After Cancer Treatment Ends, “Now What?”
The last day of cancer treatment is supposed to be a milestone, a release, and a relief. So why did it fill me with pure terror?
Flash back to fall of 2017. It’s been months since my breast cancer diagnosis. I’ve made it through a bilateral mastectomy and the first few rounds of chemotherapy (TC).
November 2017 is coming up, and so is my fourth and final round of TC. But instead of counting down the days like a normal person would to make things seem easier, I find myself counting up to my last treatment day.
Where is my feeling of relief? Why am I in a complete and utter panic?
Released Into the Wild
In the years since that time, I’ve found out I wasn’t alone in the feeling I described above. But I definitely didn’t know that at the time.
I had been thinking about that day in November 2017 for months, wondering what it would be like to be released back to my life. I had spent months with my life planned around doctors’ appointments, transfusions, side effects, nausea and everything in between. I knew what to expect out of every day and every appointment. And I knew exactly who to call and what to do if something unexpected came up.
The thought of that coming to an end was gloriously terrifying. As the day neared, I would feel a small wave of relief that treatment was ending. But the wave of relief was quickly replaced by a sheer panic tsunami and a question: What the fuck now?
What’s the Plan Here?
Are you a planner?
I’m not a planner. I envy planners. I think life would be so much easier if I were a planner. But no, I’m a roller. I just roll with most everything, for better or for worse. But as my treatment was coming to an end, the only thing I found rolling was my stomach over my pants. (If my husband didn’t already think I was dead sexy for having no hair, sprouting 13-year-old pizza-face zits, and beads of sweat on my upper lip from hot flashes, surely would push him over the edge!)
I tore through the “Breast Cancer” binder I had received the day I first met my care team. I was frantically searching for, “What to do when treatment ends.” Surely that would be in there, right?
It was like finishing a Jodi Picoult novel, when you are left staring at the last words and thinking, “No, that did not just happen!”
Nope. I didn’t find the info I was looking for. Not in that big binder, not on hospital websites, not in various blog posts I found filled with words like “survivor” and “warrior.”

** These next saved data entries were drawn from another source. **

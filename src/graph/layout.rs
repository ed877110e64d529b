//! 空间布局：纯函数 place(level, parent, nexus, sibling_index)
//!
//! - L1（Nexus 的直接子节点）：以 Nexus 为中心的黄金角环，半径随序号缓慢增大，y 方向轻微起伏
//! - L2 / 更深层：沿「Nexus → 父节点」方向向外延伸，再在垂直平面内做一圈更小的黄金角螺旋，
//!   使子节点背离中心展开而不是堆在父节点上

use std::f64::consts::PI;

use serde::Deserialize;

use crate::graph::Vec3;

/// 黄金角 π(3−√5)
pub const GOLDEN_ANGLE: f64 = PI * (3.0 - 2.236_067_977_499_79);

/// 父节点所在层级决定子节点的基础半径
#[derive(Debug, Clone, Copy, PartialEq, Eq)]
pub enum Level {
    /// 父节点是 Nexus
    L1,
    /// 父节点是 L1 节点
    L2,
    /// 更深
    Deep,
}

impl Level {
    /// depth = 父实体到 Nexus 的跳数（Nexus 为 0）
    pub fn from_parent_depth(depth: usize) -> Self {
        match depth {
            0 => Level::L1,
            1 => Level::L2,
            _ => Level::Deep,
        }
    }
}

/// [layout] 配置段
#[derive(Debug, Clone, PartialEq, Deserialize)]
#[serde(default)]
pub struct LayoutConfig {
    /// L1 基础半径
    pub r1: f64,
    /// L2 基础半径
    pub r2: f64,
    /// L3+ 基础半径
    pub r3: f64,
    /// 每多一个兄弟节点增加的半径
    pub radius_step: f64,
    /// L1 纵向起伏幅度
    pub wobble: f64,
    /// 深层节点在垂直平面内的螺旋半径
    pub spiral_radius: f64,
}

impl Default for LayoutConfig {
    fn default() -> Self {
        Self {
            r1: 8.0,
            r2: 5.0,
            r3: 3.5,
            radius_step: 0.4,
            wobble: 1.0,
            spiral_radius: 1.5,
        }
    }
}

/// 计算子节点坐标。相同参数必然得到相同结果。
pub fn place(
    level: Level,
    parent: Vec3,
    nexus: Vec3,
    sibling_index: usize,
    cfg: &LayoutConfig,
) -> Vec3 {
    let i = sibling_index as f64;
    let angle = i * GOLDEN_ANGLE;

    let base = match level {
        Level::L1 => {
            let radius = cfg.r1 + i * cfg.radius_step;
            return parent.add(Vec3::new(
                radius * angle.cos(),
                (i * 0.5).sin() * cfg.wobble,
                radius * angle.sin(),
            ));
        }
        Level::L2 => cfg.r2,
        Level::Deep => cfg.r3,
    };

    let outward = parent
        .sub(nexus)
        .normalized()
        .unwrap_or(Vec3::new(1.0, 0.0, 0.0));
    let (u, v) = perpendicular_basis(outward);
    let radius = base + i * cfg.radius_step * 0.5;
    let spiral = u
        .scale(angle.cos() * cfg.spiral_radius)
        .add(v.scale(angle.sin() * cfg.spiral_radius));

    parent.add(outward.scale(radius)).add(spiral)
}

/// 与 dir 正交且彼此正交的两个单位向量
fn perpendicular_basis(dir: Vec3) -> (Vec3, Vec3) {
    let up = if dir.y.abs() > 0.99 {
        Vec3::new(1.0, 0.0, 0.0)
    } else {
        Vec3::new(0.0, 1.0, 0.0)
    };
    let u = dir
        .cross(up)
        .normalized()
        .unwrap_or(Vec3::new(0.0, 0.0, 1.0));
    let v = dir.cross(u);
    (u, v)
}

#[cfg(test)]
mod tests {
    use super::*;

    #[test]
    fn test_golden_angle_value() {
        assert!((GOLDEN_ANGLE - 2.399_963_229_728_653).abs() < 1e-9);
    }

    #[test]
    fn test_place_is_deterministic() {
        let cfg = LayoutConfig::default();
        let parent = Vec3::new(3.0, 1.0, -2.0);
        for level in [Level::L1, Level::L2, Level::Deep] {
            for i in 0..10 {
                let a = place(level, parent, Vec3::ZERO, i, &cfg);
                let b = place(level, parent, Vec3::ZERO, i, &cfg);
                assert_eq!(a, b);
            }
        }
    }

    #[test]
    fn test_l1_ring_radius_grows() {
        let cfg = LayoutConfig::default();
        let mut prev = 0.0;
        for i in 0..5 {
            let p = place(Level::L1, Vec3::ZERO, Vec3::ZERO, i, &cfg);
            let planar = (p.x * p.x + p.z * p.z).sqrt();
            assert!((planar - (cfg.r1 + i as f64 * cfg.radius_step)).abs() < 1e-9);
            assert!(planar > prev);
            assert!(p.y.abs() <= cfg.wobble + 1e-12);
            prev = planar;
        }
    }

    #[test]
    fn test_deeper_levels_move_outward() {
        let cfg = LayoutConfig::default();
        let nexus = Vec3::ZERO;
        let parent = Vec3::new(8.0, 0.0, 0.0);
        for i in 0..6 {
            let child = place(Level::L2, parent, nexus, i, &cfg);
            // 沿外向方向的投影超过父节点
            assert!(child.x > parent.x);
            assert!(child.distance(nexus) > parent.distance(nexus));
        }
    }

    #[test]
    fn test_deep_uses_smaller_radius() {
        let cfg = LayoutConfig::default();
        let parent = Vec3::new(0.0, 0.0, 10.0);
        let l2 = place(Level::L2, parent, Vec3::ZERO, 0, &cfg);
        let deep = place(Level::Deep, parent, Vec3::ZERO, 0, &cfg);
        assert!(deep.z - parent.z < l2.z - parent.z);
    }

    #[test]
    fn test_degenerate_direction_falls_back() {
        let cfg = LayoutConfig::default();
        let p = place(Level::L2, Vec3::ZERO, Vec3::ZERO, 0, &cfg);
        assert!(p.x.is_finite() && p.y.is_finite() && p.z.is_finite());
        assert!((p.x - cfg.r2).abs() < 1e-9);
    }

    #[test]
    fn test_basis_is_orthonormal() {
        for dir in [
            Vec3::new(1.0, 0.0, 0.0),
            Vec3::new(0.0, 1.0, 0.0),
            Vec3::new(0.3, -0.4, 0.866).normalized().unwrap(),
        ] {
            let (u, v) = perpendicular_basis(dir);
            assert!(u.dot(dir).abs() < 1e-9);
            assert!(v.dot(dir).abs() < 1e-9);
            assert!(u.dot(v).abs() < 1e-9);
            assert!((u.length() - 1.0).abs() < 1e-9);
            assert!((v.length() - 1.0).abs() < 1e-9);
        }
    }
}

And on my last day of treatment, I was met with a giant smile from my angelic doctors and a scene that went like this:
Doctors: See you in six weeks!
Me: Mumbles confused noises under breath.
I wish it had gone like this instead:
Doctors: See you in six weeks!
Me: I’m sorry, did you just say, ‘See you in six fucking weeks?’ Because I have questions. Like what am I supposed to do about my stomach literally hanging over my pants? And why does walking up stairs feel like walking up Mt. Everest? And what am I supposed to do at 3 a.m. when I am convinced I am going to die and my husband is happily sawing logs next to me? And what do I do when I stare at someone like a deer in headlights because I can’t think of a goddamn vocabulary word? (That’s my favorite, by the way.)
In other words, “What is my plan?” Because the only plan this nonplanner had at the time was to:
Panic, I’m excellent at panicking. Don’t even try me, you will lose!
Cry wherever, whenever, in front of anyone. Not everyone has that skill! (Thank you, hormones, you assholes.)
Put one foot in-front of the other because, you know what? My shoes were the only thing that still fit!
But seriously, what now?
What Now and Why You’re Here
“What now?” may be the question that led you to this website. It’s definitely the question that led me to create it. I’m using this site to help people deal with a lot of those same issues I went through, everything from chemo fog to sex and relationships to why the hell you’re sitting in the car crying before your first day back at work.
Like I said, I’m not a planner. But maybe with some of the info you find on this site, you can be.